Praca zdalna. Firmy nie dorzucają się do wyższych rachunków pracowników
Pracując z domu, Polacy ponoszą koszty, które w innych okolicznościach obciążałyby pracodawcę. Wyższe rachunki za prąd, wodę, ale też konieczność zaopatrzenia się w kawę czy herbatę. Związki zawodowe są przekonane, że firmy powinny partycypować w tych kosztach. Przedsiębiorcy są sceptyczni. Rozmowy trwają od miesięcy.
Dla jednych praca z domu to wygoda, z której nieprędko zrezygnują. Inni marzą o powrocie do biura, bo męczy ich całodzienne siedzenie w domu. Niezależnie od naszego stosunku do pracy zdalnej, w każdym przypadku oznacza ona wyższe rachunki za energię, zużycie wody czy ogrzewanie.
Od marca regularnie pada pytanie, czy pracodawcy – dla których nieobecność pracowników w burach jest źródłem oszczędności – powinni partycypować w kosztach, jakie z racji przeniesienia biura do domu ponosi pracownik.
"Rzeczpospolita" przywołuje się na wyniki hiszpańskich badań, z których wynika, że fizyczna nieobecność pracowników to dla firm oszczędność rzędu nawet 7 tys. euro rocznie (na jednej osobie).
Prace nad uregulowaniem kwestii zwrotu rozpoczęły się w Radzie Dialogu Społecznego we wrześniu zeszłego roku, ale jak zauważa "Rz", w miarę formułowania konkretów spadała "umiejętność negocjacji". Kością niezgody stało się to, czy to aby na pewno pracodawca jest wzbogacony na nieobecności pracowników.
Praca zdalna.

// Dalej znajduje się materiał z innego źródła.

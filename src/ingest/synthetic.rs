//! Synthetic frame source for `stub://` paths.
//!
//! Produces a forest-like test pattern with a drifting hot spot so that
//! overlays and snapshots have something to show. Query parameters:
//! - `frames=N`: end the stream after N frames (default: endless)
//! - `live=true`: report as a live source (frames get mirrored)

use anyhow::{anyhow, Context, Result};
use image::{Rgb, RgbImage};
use rand::Rng;
use url::Url;

use super::{FrameSource, SourceStats};
use crate::config::SourceSettings;
use crate::frame::Frame;

#[derive(Clone, Debug)]
pub struct SyntheticConfig {
    pub name: String,
    pub width: u32,
    pub height: u32,
    pub frame_limit: Option<u64>,
    pub live: bool,
}

pub struct SyntheticSource {
    config: SyntheticConfig,
    frame_count: u64,
    connected: bool,
    released: bool,
}

impl SyntheticSource {
    pub fn new(config: SyntheticConfig) -> Self {
        Self {
            config,
            frame_count: 0,
            connected: false,
            released: false,
        }
    }

    /// Parse a `stub://name?frames=N` URL.
    pub fn from_url(url: &str, settings: &SourceSettings) -> Result<Self> {
        let parsed = Url::parse(url).with_context(|| format!("parse stub url '{}'", url))?;
        if parsed.scheme() != "stub" {
            return Err(anyhow!("synthetic source needs a stub:// url, got '{}'", url));
        }
        let mut config = SyntheticConfig {
            name: parsed.host_str().unwrap_or("synthetic").to_string(),
            width: settings.width,
            height: settings.height,
            frame_limit: None,
            live: false,
        };
        for (key, value) in parsed.query_pairs() {
            match key.as_ref() {
                "frames" => {
                    config.frame_limit = Some(
                        value
                            .parse()
                            .map_err(|_| anyhow!("stub frames must be an integer"))?,
                    )
                }
                "live" => config.live = value == "true" || value == "1",
                other => log::debug!("SyntheticSource: ignoring query parameter '{}'", other),
            }
        }
        Ok(Self::new(config))
    }

    fn render(&self) -> RgbImage {
        let (w, h) = (self.config.width.max(1), self.config.height.max(1));
        let mut rng = rand::thread_rng();
        let spot_x = (self.frame_count * 4) % u64::from(w);
        let spot_y = u64::from(h) / 2;
        let radius = u64::from(w.min(h) / 10).max(2);

        RgbImage::from_fn(w, h, |x, y| {
            let dx = u64::from(x).abs_diff(spot_x);
            let dy = u64::from(y).abs_diff(spot_y);
            if dx * dx + dy * dy <= radius * radius {
                return Rgb([255, 120 + rng.gen_range(0..60), 0]);
            }
            let shade = ((y * 80) / h) as u8;
            Rgb([20, 60 + shade, 25 + rng.gen_range(0..8)])
        })
    }
}

impl FrameSource for SyntheticSource {
    fn describe(&self) -> String {
        format!("stub://{}", self.config.name)
    }

    fn connect(&mut self) -> Result<()> {
        self.connected = true;
        log::info!("SyntheticSource: connected to {} (synthetic)", self.describe());
        Ok(())
    }

    fn next_frame(&mut self) -> Result<Option<Frame>> {
        if self.released {
            return Ok(None);
        }
        if !self.connected {
            return Err(anyhow!("synthetic source not connected; call connect() first"));
        }
        if self
            .config
            .frame_limit
            .is_some_and(|limit| self.frame_count >= limit)
        {
            return Ok(None);
        }
        let image = self.render();
        self.frame_count += 1;
        Ok(Some(Frame::new(image)))
    }

    fn is_live(&self) -> bool {
        self.config.live
    }

    fn release(&mut self) {
        if !self.released {
            self.released = true;
            log::info!(
                "SyntheticSource: released {} after {} frames",
                self.describe(),
                self.frame_count
            );
        }
    }

    fn stats(&self) -> SourceStats {
        SourceStats {
            frames_captured: self.frame_count,
            source: self.describe(),
        }
    }
}
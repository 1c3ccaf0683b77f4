//! Terminal presentation for the watch loop.
//!
//! `Ui` picks between an indicatif status line and plain stderr lines.
//! `Dashboard` is the session observer that renders banner, object count,
//! top confidence and FPS, and optionally keeps `latest.jpg` up to date.

use anyhow::{Context, Result};
use image::ImageFormat;
use indicatif::{ProgressBar, ProgressDrawTarget, ProgressStyle};
use std::path::{Path, PathBuf};
use std::time::{Duration, Instant};

use crate::debounce::Banner;
use crate::frame::Frame;
use crate::session::{FrameReport, SessionObserver, SessionSummary};

pub const SNAPSHOT_FILE: &str = "latest.jpg";

#[derive(Clone, Copy, Debug, PartialEq, Eq)]
pub enum UiMode {
    Auto,
    Plain,
    Pretty,
}

#[derive(Clone, Debug)]
pub struct Ui {
    mode: UiMode,
    is_tty: bool,
    disable_pretty: bool,
}

impl Ui {
    pub fn new(mode: UiMode, is_tty: bool, disable_pretty: bool) -> Self {
        Self {
            mode,
            is_tty,
            disable_pretty,
        }
    }

    pub fn from_args(ui_flag: Option<&str>, is_tty: bool, disable_pretty: bool) -> Self {
        let mode = match ui_flag {
            Some("plain") => UiMode::Plain,
            Some("pretty") => UiMode::Pretty,
            _ => UiMode::Auto,
        };
        Self::new(mode, is_tty, disable_pretty)
    }

    fn use_pretty(&self) -> bool {
        self.is_tty
            && match self.mode {
                UiMode::Pretty => true,
                UiMode::Auto => !self.disable_pretty,
                UiMode::Plain => false,
            }
    }

    pub fn stage(&self, name: &str) -> StageGuard {
        if self.use_pretty() {
            let spinner = ProgressBar::new_spinner();
            spinner.set_draw_target(ProgressDrawTarget::stderr());
            spinner.enable_steady_tick(Duration::from_millis(120));
            let style = ProgressStyle::with_template("{spinner} {msg}")
                .unwrap_or_else(|_| ProgressStyle::default_spinner());
            spinner.set_style(style);
            spinner.set_message(format!("{name}…"));
            StageGuard::new(name.to_string(), Some(spinner))
        } else {
            eprintln!("==> {}", name);
            StageGuard::new(name.to_string(), None)
        }
    }

    /// Live status display for a watch session.
    pub fn dashboard(&self, snapshot_dir: Option<PathBuf>) -> Dashboard {
        let status = self.use_pretty().then(|| {
            let bar = ProgressBar::new_spinner();
            bar.set_draw_target(ProgressDrawTarget::stderr());
            let style = ProgressStyle::with_template("{spinner} {msg}")
                .unwrap_or_else(|_| ProgressStyle::default_spinner());
            bar.set_style(style);
            bar.set_message(Banner::Standby.to_string());
            bar
        });
        Dashboard {
            status,
            snapshot: snapshot_dir.map(SnapshotWriter::new),
            last_banner: Banner::Standby,
        }
    }
}

pub struct StageGuard {
    name: String,
    start: Instant,
    spinner: Option<ProgressBar>,
}

impl StageGuard {
    fn new(name: String, spinner: Option<ProgressBar>) -> Self {
        Self {
            name,
            start: Instant::now(),
            spinner,
        }
    }
}

impl Drop for StageGuard {
    fn drop(&mut self) {
        let elapsed = self.start.elapsed();
        let message = format!("✔ {} ({})", self.name, format_duration(elapsed));
        if let Some(spinner) = &self.spinner {
            spinner.finish_with_message(message);
        } else {
            eprintln!("{message}");
        }
    }
}

fn format_duration(duration: Duration) -> String {
    if duration.as_secs() >= 1 {
        format!("{:.2}s", duration.as_secs_f64())
    } else {
        format!("{}ms", duration.as_millis())
    }
}

// ----------------------------------------------------------------------------
// Dashboard
// ----------------------------------------------------------------------------

pub struct Dashboard {
    status: Option<ProgressBar>,
    snapshot: Option<SnapshotWriter>,
    last_banner: Banner,
}

/// One status line: banner plus the three metric cards.
pub fn status_line(report: &FrameReport) -> String {
    format!(
        "{} | objects {} | confidence {:.0}% | fps {:.1}",
        report.banner,
        report.metrics.object_count,
        report.metrics.max_confidence * 100.0,
        report.metrics.fps
    )
}

impl SessionObserver for Dashboard {
    fn on_start(&mut self, source: &str) {
        match &self.status {
            Some(bar) => bar.set_message(format!("{} | {}", Banner::Standby, source)),
            None => eprintln!("==> Watching {}", source),
        }
    }

    fn on_frame(&mut self, report: &FrameReport, frame: &Frame) {
        let line = status_line(report);
        match &self.status {
            Some(bar) => {
                bar.set_message(line);
                bar.tick();
            }
            None if report.banner != self.last_banner || report.alert.is_some() => {
                eprintln!("[frame {}] {}", report.frame_index, line)
            }
            None => {}
        }
        self.last_banner = report.banner;

        if report.processed {
            if let Some(writer) = self.snapshot.as_mut() {
                writer.write(frame);
            }
        }
    }

    fn on_finish(&mut self, summary: &SessionSummary) {
        let message = format!(
            "✔ {} frames, {} processed, {} alerts ({:?})",
            summary.frames_read, summary.frames_processed, summary.alerts_fired, summary.end_reason
        );
        match self.status.take() {
            Some(bar) => bar.finish_with_message(message),
            None => eprintln!("{message}"),
        }
    }
}

/// Keeps the most recent annotated frame on disk.
///
/// The file is replaced by rename so viewers never read a half-written JPEG.
/// The first write failure is logged as a warning, later ones at debug.
pub struct SnapshotWriter {
    dir: PathBuf,
    warned: bool,
}

impl SnapshotWriter {
    pub fn new(dir: PathBuf) -> Self {
        Self { dir, warned: false }
    }

    pub fn path(&self) -> PathBuf {
        self.dir.join(SNAPSHOT_FILE)
    }

    fn write(&mut self, frame: &Frame) {
        if let Err(err) = save_snapshot(&self.dir, frame) {
            if self.warned {
                log::debug!("snapshot: {:#}", err);
            } else {
                log::warn!("snapshot: {:#}", err);
                self.warned = true;
            }
        }
    }
}

fn save_snapshot(dir: &Path, frame: &Frame) -> Result<()> {
    std::fs::create_dir_all(dir)
        .with_context(|| format!("create snapshot directory {}", dir.display()))?;
    let tmp = dir.join(format!("{}.tmp", SNAPSHOT_FILE));
    frame
        .image()
        .save_with_format(&tmp, ImageFormat::Jpeg)
        .with_context(|| format!("encode snapshot {}", tmp.display()))?;
    let target = dir.join(SNAPSHOT_FILE);
    std::fs::rename(&tmp, &target)
        .with_context(|| format!("replace snapshot {}", target.display()))?;
    Ok(())
}

#[cfg(test)]
mod tests {
    use super::*;
    use crate::debounce::AlertState;
    use crate::metrics::FrameMetrics;
    use image::RgbImage;

    fn report(processed: bool) -> FrameReport {
        FrameReport {
            frame_index: 3,
            processed,
            processed_count: 1,
            detections: Vec::new(),
            hazardous: false,
            state: AlertState::Suspect(2),
            banner: Banner::Analyzing {
                streak: 2,
                confirm_at: 4,
            },
            metrics: FrameMetrics {
                object_count: 2,
                max_confidence: 0.873,
                fps: 9.96,
            },
            alert: None,
        }
    }

    #[test]
    fn status_line_shows_banner_and_cards() {
        assert_eq!(
            status_line(&report(true)),
            "Analyzing... (2/4) | objects 2 | confidence 87% | fps 10.0"
        );
    }

    #[test]
    fn plain_mode_never_draws_a_bar() {
        let ui = Ui::from_args(Some("plain"), true, false);
        assert!(!ui.use_pretty());
        let ui = Ui::from_args(Some("pretty"), false, false);
        assert!(!ui.use_pretty());
    }

    #[test]
    fn dashboard_writes_snapshot_on_processed_frames() -> Result<()> {
        let dir = tempfile::tempdir()?;
        let ui = Ui::new(UiMode::Plain, false, true);
        let mut dashboard = ui.dashboard(Some(dir.path().to_path_buf()));
        let frame = Frame::new(RgbImage::new(8, 8));

        dashboard.on_frame(&report(false), &frame);
        assert!(!dir.path().join(SNAPSHOT_FILE).exists());

        dashboard.on_frame(&report(true), &frame);
        assert!(dir.path().join(SNAPSHOT_FILE).exists());
        assert!(!dir.path().join("latest.jpg.tmp").exists());
        Ok(())
    }
}
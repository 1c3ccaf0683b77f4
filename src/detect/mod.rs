//! Object detection behind an opaque backend trait.
//!
//! - `DetectorBackend`: frame + threshold in, labelled boxes out.
//! - `ModelHandle`: the model loaded once at startup and shared by reference.
//! - Backends: `stub` (no detections), `scripted` (JSON-lines replay) and,
//!   with the `backend-tract` feature, `tract` (YOLO-style ONNX models).

mod backend;
mod backends;
mod loader;
mod nms;
mod result;

pub use backend::DetectorBackend;
pub use backends::{ScriptedBackend, StubBackend};
#[cfg(feature = "backend-tract")]
pub use backends::TractBackend;
pub use loader::ModelHandle;
pub use nms::non_max_suppression;
pub use result::{BBox, Detection};
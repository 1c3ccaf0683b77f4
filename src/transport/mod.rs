//! Outbound notification transport.
//!
//! This module provides the manual "dispatch fire team" action: an optional
//! spoken announcement followed by one SMS carrying the incident coordinates.
//! Delivery goes through the `SmsTransport` trait; `TwilioTransport` is the
//! production implementation.

mod twilio;

pub use twilio::TwilioTransport;

use anyhow::Result;

use crate::alert::VoiceSink;
use crate::config::SmsSettings;

pub const DISPATCH_ANNOUNCEMENT: &str = "Dispatching emergency units to sector 4.";

/// One outbound text message with the credentials needed to send it.
#[derive(Clone, Debug)]
pub struct SmsRequest<'a> {
    pub api_base: &'a str,
    pub account_sid: &'a str,
    pub auth_token: &'a str,
    pub from: &'a str,
    pub to: &'a str,
    pub body: &'a str,
}

pub trait SmsTransport {
    fn send(&self, request: &SmsRequest<'_>) -> Result<()>;
}

/// Result of a dispatch attempt. Failures are values, not errors.
#[derive(Clone, Debug, PartialEq, Eq)]
pub enum DispatchOutcome {
    Sent { to: String },
    Failed(String),
}

impl DispatchOutcome {
    pub fn is_sent(&self) -> bool {
        matches!(self, DispatchOutcome::Sent { .. })
    }
}

pub fn sms_body(lat: f64, lon: f64) -> String {
    format!(
        "SENTINEL ALERT: Fire Detected!\nLoc: {}, {}\nDrone dispatching immediately.",
        lat, lon
    )
}

/// Announce (when a voice is configured) and text the fire team.
pub fn dispatch_fire_team(
    settings: &SmsSettings,
    transport: &dyn SmsTransport,
    lat: f64,
    lon: f64,
    voice: Option<&VoiceSink>,
) -> DispatchOutcome {
    if let Some(voice) = voice {
        if let Err(err) = voice.speak(DISPATCH_ANNOUNCEMENT) {
            log::warn!("dispatch: announcement failed: {:#}", err);
        }
    }

    let (Some(account_sid), Some(auth_token), Some(from), Some(to)) = (
        nonempty(&settings.account_sid),
        nonempty(&settings.auth_token),
        nonempty(&settings.from),
        nonempty(&settings.to),
    ) else {
        let reason = format!(
            "Twilio credentials missing: {}",
            settings.missing_fields().join(", ")
        );
        log::warn!("dispatch: {}", reason);
        return DispatchOutcome::Failed(reason);
    };

    let body = sms_body(lat, lon);
    let request = SmsRequest {
        api_base: &settings.api_base,
        account_sid,
        auth_token,
        from,
        to,
        body: &body,
    };
    match transport.send(&request) {
        Ok(()) => {
            log::info!("dispatch: SMS sent to {}", to);
            DispatchOutcome::Sent { to: to.to_string() }
        }
        Err(err) => {
            let reason = format!("SMS failed: {:#}", err);
            log::warn!("dispatch: {}", reason);
            DispatchOutcome::Failed(reason)
        }
    }
}

fn nonempty(value: &Option<String>) -> Option<&str> {
    value.as_deref().map(str::trim).filter(|v| !v.is_empty())
}

#[cfg(test)]
mod tests {
    use super::*;

    #[test]
    fn body_carries_coordinates() {
        assert_eq!(
            sms_body(30.7333, 76.7794),
            "SENTINEL ALERT: Fire Detected!\nLoc: 30.7333, 76.7794\nDrone dispatching immediately."
        );
    }

    #[test]
    fn outcome_helpers() {
        assert!(DispatchOutcome::Sent { to: "+15551234567".into() }.is_sent());
        assert!(!DispatchOutcome::Failed("x".into()).is_sent());
    }
}
//! Confirmed-alert side effects.
//!
//! The dispatcher sits after the debounce streak. It only ever fires while the
//! state is `Confirmed`: once on entry, then at most once per `repeat_interval`
//! processed frames. The interval is measured from the last firing within one
//! run of the loop, so a streak that breaks and re-confirms quickly does not
//! re-trigger the siren early. `reset` starts a fresh cadence.
//!
//! Sinks are best-effort. A failing sink is logged and skipped; the session
//! never stops because a speaker is missing.

mod sinks;

pub use sinks::{SoundSink, VoiceSink};

use anyhow::Result;

use crate::config::AlertSettings;
use crate::debounce::{AlertState, Banner};

/// One alert firing.
#[derive(Clone, Debug, PartialEq)]
pub struct Alert {
    pub state: AlertState,
    /// Processed-frame counter at the time of firing (1-based).
    pub processed_index: u64,
    pub banner: Banner,
}

/// Receives confirmed alerts.
pub trait AlertSink {
    fn name(&self) -> &str;
    fn fire(&mut self, alert: &Alert) -> Result<()>;
}

pub struct AlertDispatcher {
    repeat_interval: u64,
    confirm_at: u32,
    last_fired: Option<u64>,
    fired: u64,
    sinks: Vec<Box<dyn AlertSink>>,
}

impl AlertDispatcher {
    /// `repeat_interval` is clamped to at least 1.
    pub fn new(repeat_interval: u64, confirm_at: u32) -> Self {
        Self {
            repeat_interval: repeat_interval.max(1),
            confirm_at,
            last_fired: None,
            fired: 0,
            sinks: Vec::new(),
        }
    }

    /// Dispatcher with the sound sink, plus the voice sink when configured.
    pub fn from_settings(settings: &AlertSettings) -> Self {
        let mut dispatcher = Self::new(settings.repeat_interval, settings.confirm_streak)
            .with_sink(SoundSink::new(
                settings.sound_path.clone(),
                settings.sound_player.clone(),
            ));
        if let Some(voice) = VoiceSink::from_settings(settings) {
            dispatcher = dispatcher.with_sink(voice);
        }
        dispatcher
    }

    pub fn with_sink<S: AlertSink + 'static>(mut self, sink: S) -> Self {
        self.sinks.push(Box::new(sink));
        self
    }

    pub fn sink_names(&self) -> Vec<&str> {
        self.sinks.iter().map(|s| s.name()).collect()
    }

    /// Feed the state after one processed frame. Returns the alert when the
    /// sinks were fired.
    pub fn on_processed_frame(&mut self, state: AlertState, processed_index: u64) -> Option<Alert> {
        if !state.is_confirmed() {
            return None;
        }
        if let Some(last) = self.last_fired {
            if processed_index.saturating_sub(last) < self.repeat_interval {
                return None;
            }
        }

        let alert = Alert {
            state,
            processed_index,
            banner: Banner::for_state(state, self.confirm_at),
        };
        log::warn!(
            "alert: {} (streak {}, processed frame {})",
            alert.banner,
            state.streak(),
            processed_index
        );
        for sink in self.sinks.iter_mut() {
            if let Err(err) = sink.fire(&alert) {
                log::warn!("alert sink {} failed: {:#}", sink.name(), err);
            }
        }
        self.last_fired = Some(processed_index);
        self.fired += 1;
        Some(alert)
    }

    /// Forget previous firings; the next confirmed frame fires immediately.
    pub fn reset(&mut self) {
        self.last_fired = None;
        self.fired = 0;
    }

    /// Number of firings so far.
    pub fn fired(&self) -> u64 {
        self.fired
    }

    pub fn repeat_interval(&self) -> u64 {
        self.repeat_interval
    }
}

#[cfg(test)]
mod tests {
    use super::*;
    use anyhow::anyhow;
    use std::cell::RefCell;
    use std::rc::Rc;

    struct Recording(Rc<RefCell<Vec<u64>>>);

    impl AlertSink for Recording {
        fn name(&self) -> &str {
            "recording"
        }

        fn fire(&mut self, alert: &Alert) -> Result<()> {
            self.0.borrow_mut().push(alert.processed_index);
            Ok(())
        }
    }

    struct Broken;

    impl AlertSink for Broken {
        fn name(&self) -> &str {
            "broken"
        }

        fn fire(&mut self, _alert: &Alert) -> Result<()> {
            Err(anyhow!("no audio device"))
        }
    }

    fn dispatcher(interval: u64) -> (AlertDispatcher, Rc<RefCell<Vec<u64>>>) {
        let log = Rc::new(RefCell::new(Vec::new()));
        let d = AlertDispatcher::new(interval, 4).with_sink(Recording(log.clone()));
        (d, log)
    }

    #[test]
    fn never_fires_below_confirmed() {
        let (mut d, log) = dispatcher(100);
        assert!(d.on_processed_frame(AlertState::Normal, 1).is_none());
        assert!(d.on_processed_frame(AlertState::Suspect(3), 2).is_none());
        assert!(log.borrow().is_empty());
        assert_eq!(d.fired(), 0);
    }

    #[test]
    fn fires_on_entry_then_once_per_interval() {
        let (mut d, log) = dispatcher(100);
        for idx in 1..=250u64 {
            d.on_processed_frame(AlertState::Confirmed(4 + idx as u32), idx);
        }
        assert_eq!(*log.borrow(), vec![1, 101, 201]);
    }

    #[test]
    fn reconfirming_inside_interval_stays_quiet() {
        let (mut d, log) = dispatcher(100);
        let fired = d.on_processed_frame(AlertState::Confirmed(4), 10);
        assert_eq!(fired.map(|a| a.banner), Some(Banner::FireConfirmed));
        d.on_processed_frame(AlertState::Normal, 11);
        assert!(d.on_processed_frame(AlertState::Confirmed(4), 20).is_none());
        assert!(d.on_processed_frame(AlertState::Confirmed(5), 110).is_some());
        assert_eq!(*log.borrow(), vec![10, 110]);
    }

    #[test]
    fn reset_starts_a_fresh_cadence() {
        let (mut d, log) = dispatcher(100);
        assert!(d.on_processed_frame(AlertState::Confirmed(4), 4).is_some());
        d.reset();
        assert_eq!(d.fired(), 0);
        assert!(d.on_processed_frame(AlertState::Confirmed(4), 4).is_some());
        assert_eq!(*log.borrow(), vec![4, 4]);
    }

    #[test]
    fn sink_failure_does_not_block_other_sinks() {
        let log = Rc::new(RefCell::new(Vec::new()));
        let mut d = AlertDispatcher::new(100, 4)
            .with_sink(Broken)
            .with_sink(Recording(log.clone()));
        assert!(d.on_processed_frame(AlertState::Confirmed(4), 7).is_some());
        assert_eq!(*log.borrow(), vec![7]);
        assert_eq!(d.sink_names(), vec!["broken", "recording"]);
    }
}
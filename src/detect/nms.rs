use std::cmp::Ordering;

use crate::detect::result::Detection;

/// Class-aware non-maximum suppression.
///
/// Keeps the highest-confidence box of every overlapping group that shares a
/// label; overlap is IoU strictly above `iou_threshold`.
pub fn non_max_suppression(detections: &mut Vec<Detection>, iou_threshold: f32) {
    detections.sort_by(|a, b| {
        b.confidence
            .partial_cmp(&a.confidence)
            .unwrap_or(Ordering::Equal)
    });
    let mut kept = 0;
    for index in 0..detections.len() {
        let suppressed = (0..kept).any(|prev| {
            detections[prev].label == detections[index].label
                && detections[prev].bbox.iou(&detections[index].bbox) > iou_threshold
        });
        if !suppressed {
            detections.swap(kept, index);
            kept += 1;
        }
    }
    detections.truncate(kept);
}

#[cfg(test)]
mod tests {
    use super::*;
    use crate::detect::BBox;

    #[test]
    fn overlapping_same_label_boxes_collapse() {
        let mut dets = vec![
            Detection::new("fire", 0.6, BBox::new(0.0, 0.0, 10.0, 10.0)),
            Detection::new("fire", 0.9, BBox::new(1.0, 1.0, 11.0, 11.0)),
            Detection::new("fire", 0.5, BBox::new(50.0, 50.0, 60.0, 60.0)),
        ];
        non_max_suppression(&mut dets, 0.45);
        assert_eq!(dets.len(), 2);
        assert_eq!(dets[0].confidence, 0.9);
        assert_eq!(dets[1].confidence, 0.5);
    }

    #[test]
    fn different_labels_are_not_suppressed() {
        let mut dets = vec![
            Detection::new("fire", 0.9, BBox::new(0.0, 0.0, 10.0, 10.0)),
            Detection::new("smoke", 0.8, BBox::new(0.0, 0.0, 10.0, 10.0)),
        ];
        non_max_suppression(&mut dets, 0.45);
        assert_eq!(dets.len(), 2);
    }
}
pub mod scripted;
pub mod stub;

#[cfg(feature = "backend-tract")]
pub mod tract;

pub use scripted::ScriptedBackend;
pub use stub::StubBackend;

#[cfg(feature = "backend-tract")]
pub use tract::TractBackend;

Co z wypadkami i ekwiwalentem? "To są kwestie sporne"
Łukasz Bernatowicz, wiceprezes Business Centre Club zauważył, że przedsiębiorstwa wcale nie zyskują tyle, ile się może na pierwszy rzut oka wydawać. Wszystko dlatego, że z reguły podpisują wieloletnie umowy na najem powierzchni i na ostateczną wysokość czynszu fakt przebywania pracowników bądź ich nieobecności nie ma wielkiego wpływu.
Paweł Śmigielski z OPZZ nie ma wątpliwości, że pracodawcy z całą pewnością powinni pokrywać wyższe rachunki pracowników.
- W zagadnieniach związanych z pracą zdalną jednym z naszych priorytetów jest ustalenie zasad ekwiwalentu finansowego w taki sposób, aby rekompensował pracownikowi wszystkie koszty ponoszone przez niego w związku z wykonywaniem pracy – powiedział Śmigielski.
"Wszystkie koszty" - czyli które?
Określenie, czym w rzeczy samej są "wszystkie koszty" może nastręczać ogromnych trudności. Bo czy uwzględnić w nich zakup kawy i herbaty, które pracownik kupuje na swoje potrzeby? A mydło, które w innych okolicznościach pochodziłoby z firmowych magazynów?
Jako ciekawostkę "Rz" przywołuje stanowisko Szwajcarskiego Federalnego Sądu Najwyższego, który uznał, że pracodawca musi wręcz pokrywać część czynszu za prywatne mieszkanie, w którym znajduje się "biuro do pracy zdalnej".
Dla równowagi: w listopadzie pisaliśmy o tym, że analitycy Deutsche Bank doszli do wniosku, że praca z domu to luksus, a towary luksusowe są obłożone dodatkowymi podatkami. Przekonywali, że by osoby, które po zakończeniu pandemii zdecydują się kontynuować pracę zdalną, powinni płacić dodatkowy podatek w wysokości 5 proc. wynagrodzenia.
Pieniądze z podatku od tych, którzy pracują w domowym ciepełku i nie muszą dojeżdżać zatłoczonymi autobusami do biura miałyby pójść na pomoc dla tych, którzy w związku z pandemią stracili pracę.
Wróćmy jednak na polskie podwórku. Choć prace nad regulacją wydatków związanych z pracą zdalną idą jak po grudzie, jeszcze w tym tygodniu powinny się zakończyć w Radzie Dialogu Społecznego rozmowy w tym temacie. Niewykluczone, że ustalone zostaną zasady wypłacania ryczałtu na pokrycie tych kosztów.